─── Extracted records ───

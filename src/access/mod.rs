//! Role and permission resolution.
//!
//! | Module      | Responsibility                                         |
//! |-------------|--------------------------------------------------------|
//! | `catalog`   | Role → `CapabilitySet` table                           |
//! | `resolver`  | Effective role from site, creator and project sources  |
//! | `evaluator` | `PermissionEvaluator` checks used by the board engine  |
//!
//! The actor is always passed in explicitly; nothing here reads ambient
//! session state. Whether the actor is a member of the site at all is
//! decided by a [`MembershipLookup`] before any of this is consulted.

pub mod catalog;
pub mod evaluator;
pub mod resolver;

use async_trait::async_trait;
use tracker_common::{Actor, ActorId, Role, SiteId};

pub use catalog::{Capability, CapabilitySet, capabilities_of};
pub use evaluator::PermissionEvaluator;
pub use resolver::{Resolution, RoleContext, RoleSource, effective_role, resolve};

/// Identity and site-membership lookups provided by the auth service.
#[async_trait]
pub trait MembershipLookup: Send + Sync {
    async fn current_actor(&self) -> anyhow::Result<Option<Actor>>;

    /// `None` means the actor is not a member of the site.
    async fn site_membership_role(
        &self,
        site_id: SiteId,
        actor_id: ActorId,
    ) -> anyhow::Result<Option<Role>>;
}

───

__Exercise goal__: Your answer must be the line containing "#[async_trait]" and each line after it in the listing above, copied exactly.

__Solution to this problem__:
#[async_trait]
pub trait MembershipLookup: Send + Sync {
    async fn current_actor(&self) -> anyhow::Result<Option<Actor>>;

    /// `None` means the actor is not a member of the site.
    async fn site_membership_role(
        &self,
        site_id: SiteId,
        actor_id: ActorId,
    ) -> anyhow::Result<Option<Role>>;
}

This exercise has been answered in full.